Non-fungible tokens (NFTs) offer great revenue potential for brands, but also represent ideal opportunities for cybercriminals to exploit if the security issue is not investigated early.
Nowadays, bots are the secret weapon of cybercriminals and are increasingly used to manipulate prices, cheat customers and destroy the NFT ecosystem. This means that NFT markets must do everything in their power to provide effective security defenses against bots and other cyberattacks to protect their NFT investments, market reputation, and experience. customer.
But why are hackers targeting their NFT trading bots? The reason is simple, the money is there. The NFT market will reach $41 billion by the end of 2021, according to Chainalysis. NFT market ecosystems are relatively new, and the technology and processes behind them are not always understood – making them a perfect target.
The e-commerce industry has been hit hard by bots, especially with releases of limited-edition products such as sneakers targeted by inventory-taking bots. While blockchain, cryptocurrencies and decentralized finance are recent innovations, they have emerged in a mature and proven cybercriminal environment.
Bots to watch
Malicious bots can manipulate the prices and availability of NFT products, or offer fake products for sale. Bots can also be part of larger projects that include taking over entire websites, as well as stealing identities and other personal financial information.
Here are some types of bots you should protect yourself against: Buy bots. It is designed to buy goods or services on the internet in bulk, when they are sold, and immediately pay for the order. The goal is to take significant control of a valuable stock, which is usually resold in the secondary markets with a large margin. They prevent genuine buyers from obtaining goods or services, leading to consumer disillusionment and inventory rejection when NFTs are no longer available.
Auction bots. These bots create fake offers that aim to manipulate NFT prices. By placing a large number of low bids for NFTs well below the asking price, price gouging bots drive up the value of an NFT without actually buying it. Price-inflating bots buy NFTs at low prices, artificially creating scarcity and increasing popularity to force buyers to pay more for remaining stocks, often in secondary markets. And bidding bots can artificially inflate the price of NFTs through automated bidding wars.
Fake NFT bots. This type of bots can be used to sell fake NFT projects that do not match the real identity of the buyer who needs to buy. If a consumer mistakenly buys a counterfeit NFT, they cannot get a refund, and without proper authentication, they have no chance to sell it legally.
Fake promotion bots. These bots can pose as phishing schemes, tricking users into clicking on links to take advantage of limited offers, such as a fake YouTube Genesis Mint Pass.
Bot activity in NFT markets spreads doubt and suspicion and affects potential buyers, legitimate sellers, artists, sportspeople, and creators whose products are sold in online markets.

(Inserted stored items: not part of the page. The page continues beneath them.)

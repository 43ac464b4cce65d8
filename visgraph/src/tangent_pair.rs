//! Common tangents of two disjoint convex polygons.
//!
//! The computation has two phases. First we locate the closest features of the two
//! polygons by repeatedly halving a pair of boundary chunks, which gives us a line
//! that separates them. Then, starting from the vertices furthest from that line,
//! we bisect the boundary branches facing each other until both collapse to the
//! touching vertices of a tangent.
//!
//! Both polygons must be clockwise. Indices in this module may exceed the
//! number of vertices of a polygon; they are always taken cyclically.

use std::f64::consts::{FRAC_PI_2, PI};

use crate::{
    geom::{signed_doubled_triangle_area, Point},
    polygon::Polygon,
    tolerance::{closest_parameters_between_segments, GeometryTolerance},
};

/// Boundary chunks known to contain the closest features of two polygons.
///
/// The chunk on P runs clockwise from `p1` to `p2`, and the chunk on Q runs clockwise
/// from `q2` to `q1`. A chunk with equal ends is a single vertex.
#[derive(Clone, Copy, Debug, PartialEq, Eq)]
pub struct Chunks {
    /// First vertex of the chunk on P.
    pub p1: usize,
    /// Last vertex of the chunk on P.
    pub p2: usize,
    /// Last vertex of the chunk on Q.
    pub q1: usize,
    /// First vertex of the chunk on Q.
    pub q2: usize,
}

impl Chunks {
    // Renames the chunks as though P and Q traded places.
    fn swap_polygons(&mut self) {
        std::mem::swap(&mut self.q1, &mut self.p2);
        std::mem::swap(&mut self.q2, &mut self.p1);
    }
}

/// A line separating two polygons: the perpendicular bisector of their closest points.
#[derive(Clone, Copy, Debug)]
pub struct DividingBisector {
    /// The midpoint of the closest points.
    pub pivot: Point,
    /// The direction of the bisector.
    pub ray: Point,
    /// The chunks holding the closest features.
    pub chunks: Chunks,
}

/// The four common tangents of two polygons, as `(vertex of P, vertex of Q)` pairs.
///
/// "Left" and "right" say on which side of the directed segment from P's vertex to
/// Q's vertex the corresponding polygon lies. The left/left and right/right tangents
/// are the outer ones; the other two cross between the polygons.
#[derive(Clone, Copy, Debug, PartialEq, Eq)]
pub struct Tangents {
    /// P and Q both on the left.
    pub left_p_left_q: (usize, usize),
    /// P on the left, Q on the right.
    pub left_p_right_q: (usize, usize),
    /// P on the right, Q on the left.
    pub right_p_left_q: (usize, usize),
    /// P and Q both on the right.
    pub right_p_right_q: (usize, usize),
}

// The angles at the medians of the two chunks, between the line joining the
// medians and the adjacent sides.
#[derive(Clone, Copy, Debug)]
struct Angles {
    a1: f64,
    a2: f64,
    b1: f64,
    b2: f64,
}

impl Angles {
    fn swap_polygons(&mut self) {
        std::mem::swap(&mut self.b1, &mut self.a2);
        std::mem::swap(&mut self.a1, &mut self.b2);
    }
}

/// Computes tangents and closest points between two disjoint convex polygons.
#[derive(Clone, Debug)]
pub struct TangentPair<'a> {
    p: Polygon<'a>,
    q: Polygon<'a>,
    tol: GeometryTolerance,
    upper_branch_on_p: bool,
    lower_branch_on_q: bool,
}
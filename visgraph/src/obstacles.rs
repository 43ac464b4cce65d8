//! Building visibility graphs from obstacles.

use crate::{
    error::VisibilityError,
    geom::{Point, Polyline},
    graph::{VertexId, VisibilityGraph},
    point_visibility::{PointVisibilityCalculator, VisibilityKind},
    tangent_visibility::add_tangent_visibility_edges_to_graph,
    tolerance::{GeometryTolerance, Orientation},
};

/// Checks that a closed polyline turns the same way at every vertex.
///
/// Collinear triples are skipped, so a polyline with repeated or aligned points
/// can still pass.
pub fn check_that_polyline_is_convex(polyline: &Polyline, tol: GeometryTolerance) -> bool {
    let mut orientation = Orientation::Collinear;
    for i in 0..polyline.len() {
        let current = tol.orientation(
            polyline.point(i),
            polyline.point(i + 1),
            polyline.point(i + 2),
        );
        match (orientation, current) {
            (_, Orientation::Collinear) => {}
            (Orientation::Collinear, current) => orientation = current,
            (orientation, current) if orientation != current => return false,
            _ => {}
        }
    }
    true
}

/// Validates the obstacles and returns them all oriented clockwise.
///
/// The orientation of each obstacle is decided by its first non-collinear
/// triple of consecutive points.
pub fn orient_holes_clockwise(
    obstacles: &[Polyline],
    tol: GeometryTolerance,
) -> Result<Vec<Polyline>, VisibilityError> {
    let mut reversed = 0;
    let holes = obstacles
        .iter()
        .enumerate()
        .map(|(i, poly)| {
            if poly.len() < 3 {
                return Err(VisibilityError::DegenerateObstacle { obstacle: i });
            }
            if !check_that_polyline_is_convex(poly, tol) {
                return Err(VisibilityError::NonConvexObstacle { obstacle: i });
            }
            let orientation = (0..poly.len())
                .map(|j| tol.orientation(poly.point(j), poly.point(j + 1), poly.point(j + 2)))
                .find(|o| *o != Orientation::Collinear);
            match orientation {
                Some(Orientation::Clockwise) => Ok(poly.clone()),
                Some(_) => {
                    reversed += 1;
                    Ok(poly.reversed())
                }
                None => Err(VisibilityError::DegenerateObstacle { obstacle: i }),
            }
        })
        .collect::<Result<Vec<_>, _>>()?;
    tracing::debug!(obstacles = holes.len(), reversed, "oriented holes");
    Ok(holes)
}

/// A graph containing just the hole boundaries, as toll-free edges.
pub fn calculate_graph_of_boundaries(holes: &[Polyline]) -> Result<VisibilityGraph, VisibilityError> {
    VisibilityGraph::of_boundaries(holes)
}

/// Builds the visibility graph among the obstacles.
///
/// The graph has the obstacle boundaries (as toll-free edges) and every
/// unobstructed common tangent of two obstacles.
pub fn fill_visibility_graph_for_shortest_path(
    obstacles: &[Polyline],
    tol: GeometryTolerance,
) -> Result<VisibilityGraph, VisibilityError> {
    let holes = orient_holes_clockwise(obstacles, tol)?;
    let mut graph = calculate_graph_of_boundaries(&holes)?;
    add_tangent_visibility_edges_to_graph(&holes, &mut graph, tol)?;
    tracing::debug!(
        vertices = graph.vertex_count(),
        edges = graph.edge_count(),
        "filled visibility graph"
    );
    Ok(graph)
}

/// Builds the visibility graph among the obstacles and wires in the two ends of a path.
///
/// Returns the graph along with the vertices of `path_start` and `path_end`. The
/// ends are only connected along lines that touch obstacles tangentially.
pub fn get_visibility_graph_for_shortest_path(
    path_start: Point,
    path_end: Point,
    obstacles: &[Polyline],
    tol: GeometryTolerance,
) -> Result<(VisibilityGraph, VertexId, VertexId), VisibilityError> {
    let holes = orient_holes_clockwise(obstacles, tol)?;
    let mut graph = calculate_graph_of_boundaries(&holes)?;
    add_tangent_visibility_edges_to_graph(&holes, &mut graph, tol)?;

    let source = PointVisibilityCalculator::calculate_point_visibility_graph(
        &holes,
        &mut graph,
        path_start,
        VisibilityKind::Tangent,
        tol,
    )?;
    let target = PointVisibilityCalculator::calculate_point_visibility_graph(
        &holes,
        &mut graph,
        path_end,
        VisibilityKind::Tangent,
        tol,
    )?;
    tracing::debug!(
        vertices = graph.vertex_count(),
        edges = graph.edge_count(),
        source_degree = graph[source].degree(),
        target_degree = graph[target].degree(),
        "built visibility graph for a path"
    );
    Ok((graph, source, target))
}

Malicious bots have the potential to disrupt the growth of blockchain-based markets, and if NFT exchanges are known to be hotbeds of bots, it could threaten one of the most dynamic segments of the new digital economy.
Protecting the market from bots
We have learned a lot from our work with large NFT markets and exchanges, helping them implement sophisticated security and protection measures. This includes protecting against bot attacks targeting login credentials, preventing the creation of fake accounts, and preventing stock-taking bots that buy stocks and drive up prices. in NFT. . Here are some key points to consider: Understand fraudulent new account opening and validation standards.
Review your bot defense strategy to avoid sophisticated, human-shaped automation and retooling. Avoid account takeover by monitoring transactions for signs of fraud or risky behavior and hardening systems to login against credential stuffing. Use smart authentication to improve the customer experience.
Manage users to determine whether they are customers or bots. Strengthen your security and fraud teams with new tools and intelligence support. Be prepared for which criminals keep rearranging their attacks – and your defenses can be quickly adjusted.
Helping buyers protect themselves against cybercriminals
Protecting and earning customer trust is important, and that starts with awareness. Here are some good tips: Consider hardware wallets. If you are using cryptocurrencies to buy NFTs, you should consider using a hardware wallet to make the purchase. Hardware wallets, which are external physical devices with special firmware to prevent access to private keys, can improve the security of cryptocurrency and NFT purchases by protecting them from bots and other cyberattacks.
Always review contracts. Buying an NFT almost always involves entering into a “smart contract” with the seller. Carefully review these contracts, issued on the blockchain, before approving them, as they detail the unique information associated with your NFT, including ownership and transaction details. One should always know what one is signing up for, as smart contracts can set rules regarding the exchange of NFTs and other property rights.
Beware of fake markets. NFTs should only be purchased from reputable organizations that take security seriously and ensure that transactions are bot-free.
Understand how your NFT market communicates and what your options are if your NFTs are stolen. Knowing in advance how your market will contact you and what you can do if your NFTs are stolen can help you prevent phishing attacks, identity theft and other fraud.
With the increase in NFT thefts, the question arises if the hackers were able to resell them at a good price, once the hacking was revealed… The risk in any case is real. That’s why Web3 companies need to protect their customers against malicious bots.